*** Block opens ***

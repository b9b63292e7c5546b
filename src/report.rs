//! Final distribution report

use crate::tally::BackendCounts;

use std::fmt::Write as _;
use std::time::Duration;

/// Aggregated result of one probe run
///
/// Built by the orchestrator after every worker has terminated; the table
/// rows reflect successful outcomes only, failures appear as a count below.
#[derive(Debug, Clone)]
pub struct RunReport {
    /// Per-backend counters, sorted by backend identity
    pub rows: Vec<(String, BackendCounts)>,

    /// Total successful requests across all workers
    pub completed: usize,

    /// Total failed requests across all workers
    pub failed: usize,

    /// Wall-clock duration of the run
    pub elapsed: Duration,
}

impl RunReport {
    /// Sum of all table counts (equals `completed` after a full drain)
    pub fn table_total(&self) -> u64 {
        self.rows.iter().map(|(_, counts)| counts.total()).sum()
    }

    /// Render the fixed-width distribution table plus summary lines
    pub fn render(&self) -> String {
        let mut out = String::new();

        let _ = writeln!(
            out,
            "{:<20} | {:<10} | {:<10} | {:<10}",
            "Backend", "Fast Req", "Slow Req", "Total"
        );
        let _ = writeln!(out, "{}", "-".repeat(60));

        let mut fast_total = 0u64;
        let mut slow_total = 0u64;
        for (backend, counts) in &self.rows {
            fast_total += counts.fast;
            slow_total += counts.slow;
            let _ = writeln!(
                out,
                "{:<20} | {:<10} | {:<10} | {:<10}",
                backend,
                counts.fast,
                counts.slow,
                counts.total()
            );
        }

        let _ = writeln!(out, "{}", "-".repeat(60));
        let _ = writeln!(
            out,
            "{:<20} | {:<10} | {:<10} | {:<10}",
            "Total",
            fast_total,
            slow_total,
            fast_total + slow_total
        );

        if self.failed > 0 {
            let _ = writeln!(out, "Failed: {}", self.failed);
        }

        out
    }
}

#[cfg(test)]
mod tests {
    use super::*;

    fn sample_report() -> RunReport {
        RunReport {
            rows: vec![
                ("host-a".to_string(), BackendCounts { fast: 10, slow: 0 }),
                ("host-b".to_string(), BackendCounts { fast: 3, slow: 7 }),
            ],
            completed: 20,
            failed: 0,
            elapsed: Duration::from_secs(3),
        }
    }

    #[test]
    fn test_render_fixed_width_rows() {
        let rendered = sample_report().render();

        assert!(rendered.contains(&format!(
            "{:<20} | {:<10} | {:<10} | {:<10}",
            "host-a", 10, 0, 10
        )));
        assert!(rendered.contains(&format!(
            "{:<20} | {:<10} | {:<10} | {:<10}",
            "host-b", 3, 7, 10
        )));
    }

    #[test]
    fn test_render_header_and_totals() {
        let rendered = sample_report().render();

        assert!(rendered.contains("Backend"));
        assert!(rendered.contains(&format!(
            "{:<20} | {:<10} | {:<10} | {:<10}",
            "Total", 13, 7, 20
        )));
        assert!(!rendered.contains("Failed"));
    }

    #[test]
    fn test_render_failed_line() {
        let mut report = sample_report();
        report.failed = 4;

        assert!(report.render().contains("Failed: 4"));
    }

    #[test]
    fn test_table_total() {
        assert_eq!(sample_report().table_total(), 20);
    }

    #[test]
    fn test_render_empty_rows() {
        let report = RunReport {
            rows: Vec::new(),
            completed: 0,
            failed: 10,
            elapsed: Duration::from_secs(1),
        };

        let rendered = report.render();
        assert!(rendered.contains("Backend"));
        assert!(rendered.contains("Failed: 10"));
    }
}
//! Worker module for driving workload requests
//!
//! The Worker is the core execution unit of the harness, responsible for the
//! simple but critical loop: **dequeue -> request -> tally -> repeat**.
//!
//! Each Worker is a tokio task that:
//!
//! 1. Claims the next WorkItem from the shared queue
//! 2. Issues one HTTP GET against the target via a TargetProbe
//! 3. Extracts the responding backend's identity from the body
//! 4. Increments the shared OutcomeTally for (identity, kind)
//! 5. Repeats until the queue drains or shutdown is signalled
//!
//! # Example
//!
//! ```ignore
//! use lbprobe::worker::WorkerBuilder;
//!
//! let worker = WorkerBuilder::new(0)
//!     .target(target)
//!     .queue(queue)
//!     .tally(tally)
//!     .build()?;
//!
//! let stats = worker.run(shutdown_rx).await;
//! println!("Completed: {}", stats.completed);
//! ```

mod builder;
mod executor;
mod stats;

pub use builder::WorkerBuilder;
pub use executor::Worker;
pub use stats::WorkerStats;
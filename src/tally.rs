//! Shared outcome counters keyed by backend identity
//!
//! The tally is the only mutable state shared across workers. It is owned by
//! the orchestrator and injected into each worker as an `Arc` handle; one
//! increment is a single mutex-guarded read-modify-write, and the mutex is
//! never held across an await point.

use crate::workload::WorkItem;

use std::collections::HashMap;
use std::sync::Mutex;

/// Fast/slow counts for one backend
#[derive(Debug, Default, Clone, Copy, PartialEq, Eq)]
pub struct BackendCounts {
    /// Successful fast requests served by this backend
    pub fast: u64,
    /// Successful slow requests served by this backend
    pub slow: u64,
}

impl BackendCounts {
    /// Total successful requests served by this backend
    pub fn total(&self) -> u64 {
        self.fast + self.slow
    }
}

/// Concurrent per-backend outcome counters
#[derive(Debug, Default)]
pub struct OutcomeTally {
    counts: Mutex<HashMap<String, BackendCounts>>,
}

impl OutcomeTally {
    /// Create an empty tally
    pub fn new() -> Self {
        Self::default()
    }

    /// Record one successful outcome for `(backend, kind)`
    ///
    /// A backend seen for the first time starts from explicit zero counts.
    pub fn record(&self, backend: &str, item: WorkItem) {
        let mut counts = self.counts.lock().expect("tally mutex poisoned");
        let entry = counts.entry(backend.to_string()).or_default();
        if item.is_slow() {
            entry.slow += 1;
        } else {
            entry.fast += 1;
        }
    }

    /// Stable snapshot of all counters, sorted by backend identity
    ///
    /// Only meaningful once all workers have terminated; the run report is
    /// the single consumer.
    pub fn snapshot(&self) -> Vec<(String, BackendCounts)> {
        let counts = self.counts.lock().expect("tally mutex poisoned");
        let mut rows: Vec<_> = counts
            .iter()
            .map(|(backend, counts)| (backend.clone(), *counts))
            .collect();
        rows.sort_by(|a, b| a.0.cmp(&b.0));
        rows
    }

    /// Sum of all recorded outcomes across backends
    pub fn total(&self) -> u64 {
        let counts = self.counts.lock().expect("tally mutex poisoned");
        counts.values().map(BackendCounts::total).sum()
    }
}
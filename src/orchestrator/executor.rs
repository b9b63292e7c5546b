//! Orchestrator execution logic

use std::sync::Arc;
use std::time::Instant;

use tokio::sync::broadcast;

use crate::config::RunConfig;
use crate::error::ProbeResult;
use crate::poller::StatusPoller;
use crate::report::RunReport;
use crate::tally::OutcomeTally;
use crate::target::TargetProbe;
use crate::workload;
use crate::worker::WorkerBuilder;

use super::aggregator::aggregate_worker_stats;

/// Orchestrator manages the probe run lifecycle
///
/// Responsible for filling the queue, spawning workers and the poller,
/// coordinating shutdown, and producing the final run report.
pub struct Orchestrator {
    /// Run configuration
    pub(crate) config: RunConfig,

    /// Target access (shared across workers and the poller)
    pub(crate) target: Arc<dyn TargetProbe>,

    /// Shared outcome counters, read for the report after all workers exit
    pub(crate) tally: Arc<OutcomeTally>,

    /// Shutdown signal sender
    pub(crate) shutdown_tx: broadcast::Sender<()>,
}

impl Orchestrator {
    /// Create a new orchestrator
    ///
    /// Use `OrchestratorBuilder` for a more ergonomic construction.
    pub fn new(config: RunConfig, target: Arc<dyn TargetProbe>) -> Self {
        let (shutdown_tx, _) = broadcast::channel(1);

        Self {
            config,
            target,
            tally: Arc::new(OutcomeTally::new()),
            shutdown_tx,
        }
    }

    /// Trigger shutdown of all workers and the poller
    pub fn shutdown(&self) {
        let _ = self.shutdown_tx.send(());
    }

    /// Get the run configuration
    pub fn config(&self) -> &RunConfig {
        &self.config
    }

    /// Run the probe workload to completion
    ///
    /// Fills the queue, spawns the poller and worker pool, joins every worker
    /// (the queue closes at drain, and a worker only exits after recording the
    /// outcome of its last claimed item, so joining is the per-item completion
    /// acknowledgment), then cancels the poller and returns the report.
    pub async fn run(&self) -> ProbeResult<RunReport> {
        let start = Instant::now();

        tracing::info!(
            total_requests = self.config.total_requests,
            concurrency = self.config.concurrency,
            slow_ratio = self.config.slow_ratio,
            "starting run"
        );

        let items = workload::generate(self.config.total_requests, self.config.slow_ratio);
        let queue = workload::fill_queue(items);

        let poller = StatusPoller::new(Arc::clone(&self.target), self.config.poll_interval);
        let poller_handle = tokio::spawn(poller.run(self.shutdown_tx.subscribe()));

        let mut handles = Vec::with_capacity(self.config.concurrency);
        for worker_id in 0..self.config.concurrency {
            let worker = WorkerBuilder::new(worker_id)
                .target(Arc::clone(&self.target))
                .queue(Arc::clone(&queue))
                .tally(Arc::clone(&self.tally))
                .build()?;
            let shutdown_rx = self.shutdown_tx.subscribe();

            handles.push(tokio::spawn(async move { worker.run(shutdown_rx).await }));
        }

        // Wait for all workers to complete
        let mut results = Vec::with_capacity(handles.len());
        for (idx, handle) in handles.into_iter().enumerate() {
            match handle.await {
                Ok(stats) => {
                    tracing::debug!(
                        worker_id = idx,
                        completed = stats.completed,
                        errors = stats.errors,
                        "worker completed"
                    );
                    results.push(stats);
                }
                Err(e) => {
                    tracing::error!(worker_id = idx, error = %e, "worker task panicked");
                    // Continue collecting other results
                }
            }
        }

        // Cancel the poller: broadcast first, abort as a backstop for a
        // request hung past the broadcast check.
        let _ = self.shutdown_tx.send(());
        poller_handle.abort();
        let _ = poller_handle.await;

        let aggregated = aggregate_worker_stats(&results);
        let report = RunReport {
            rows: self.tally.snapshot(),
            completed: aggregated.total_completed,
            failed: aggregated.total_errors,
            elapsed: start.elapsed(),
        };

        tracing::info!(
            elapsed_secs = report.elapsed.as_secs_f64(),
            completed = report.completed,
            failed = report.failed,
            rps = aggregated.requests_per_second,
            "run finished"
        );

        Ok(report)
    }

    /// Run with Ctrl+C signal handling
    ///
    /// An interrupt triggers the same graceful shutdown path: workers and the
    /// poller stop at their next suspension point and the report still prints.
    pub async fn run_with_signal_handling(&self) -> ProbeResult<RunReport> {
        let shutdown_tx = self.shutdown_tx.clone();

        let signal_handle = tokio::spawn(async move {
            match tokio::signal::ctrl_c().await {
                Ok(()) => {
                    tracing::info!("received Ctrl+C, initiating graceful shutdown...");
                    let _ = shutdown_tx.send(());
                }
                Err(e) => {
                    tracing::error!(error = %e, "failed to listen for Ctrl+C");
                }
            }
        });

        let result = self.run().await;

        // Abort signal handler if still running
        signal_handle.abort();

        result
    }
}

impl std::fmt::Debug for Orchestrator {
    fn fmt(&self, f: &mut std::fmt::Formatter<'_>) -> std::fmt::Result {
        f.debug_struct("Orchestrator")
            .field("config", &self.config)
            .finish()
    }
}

*** Block closes ***

From the records above, copy out the line with "shutdown is signalled", the line with "let entry = counts.entry(backend.to_string()).or_default();", and every line between them, word for word.

Answer box
//! 5. Repeats until the queue drains or shutdown is signalled
//!
//! # Example
//!
//! ```ignore
//! use lbprobe::worker::WorkerBuilder;
//!
//! let worker = WorkerBuilder::new(0)
//!     .target(target)
//!     .queue(queue)
//!     .tally(tally)
//!     .build()?;
//!
//! let stats = worker.run(shutdown_rx).await;
//! println!("Completed: {}", stats.completed);
//! ```

mod builder;
mod executor;
mod stats;

pub use builder::WorkerBuilder;
pub use executor::Worker;
pub use stats::WorkerStats;
filename src/tally.rs
//! Shared outcome counters keyed by backend identity
//!
//! The tally is the only mutable state shared across workers. It is owned by
//! the orchestrator and injected into each worker as an `Arc` handle; one
//! increment is a single mutex-guarded read-modify-write, and the mutex is
//! never held across an await point.

use crate::workload::WorkItem;

use std::collections::HashMap;
use std::sync::Mutex;

/// Fast/slow counts for one backend
#[derive(Debug, Default, Clone, Copy, PartialEq, Eq)]
pub struct BackendCounts {
    /// Successful fast requests served by this backend
    pub fast: u64,
    /// Successful slow requests served by this backend
    pub slow: u64,
}

impl BackendCounts {
    /// Total successful requests served by this backend
    pub fn total(&self) -> u64 {
        self.fast + self.slow
    }
}

/// Concurrent per-backend outcome counters
#[derive(Debug, Default)]
pub struct OutcomeTally {
    counts: Mutex<HashMap<String, BackendCounts>>,
}

impl OutcomeTally {
    /// Create an empty tally
    pub fn new() -> Self {
        Self::default()
    }

    /// Record one successful outcome for `(backend, kind)`
    ///
    /// A backend seen for the first time starts from explicit zero counts.
    pub fn record(&self, backend: &str, item: WorkItem) {
        let mut counts = self.counts.lock().expect("tally mutex poisoned");
        let entry = counts.entry(backend.to_string()).or_default();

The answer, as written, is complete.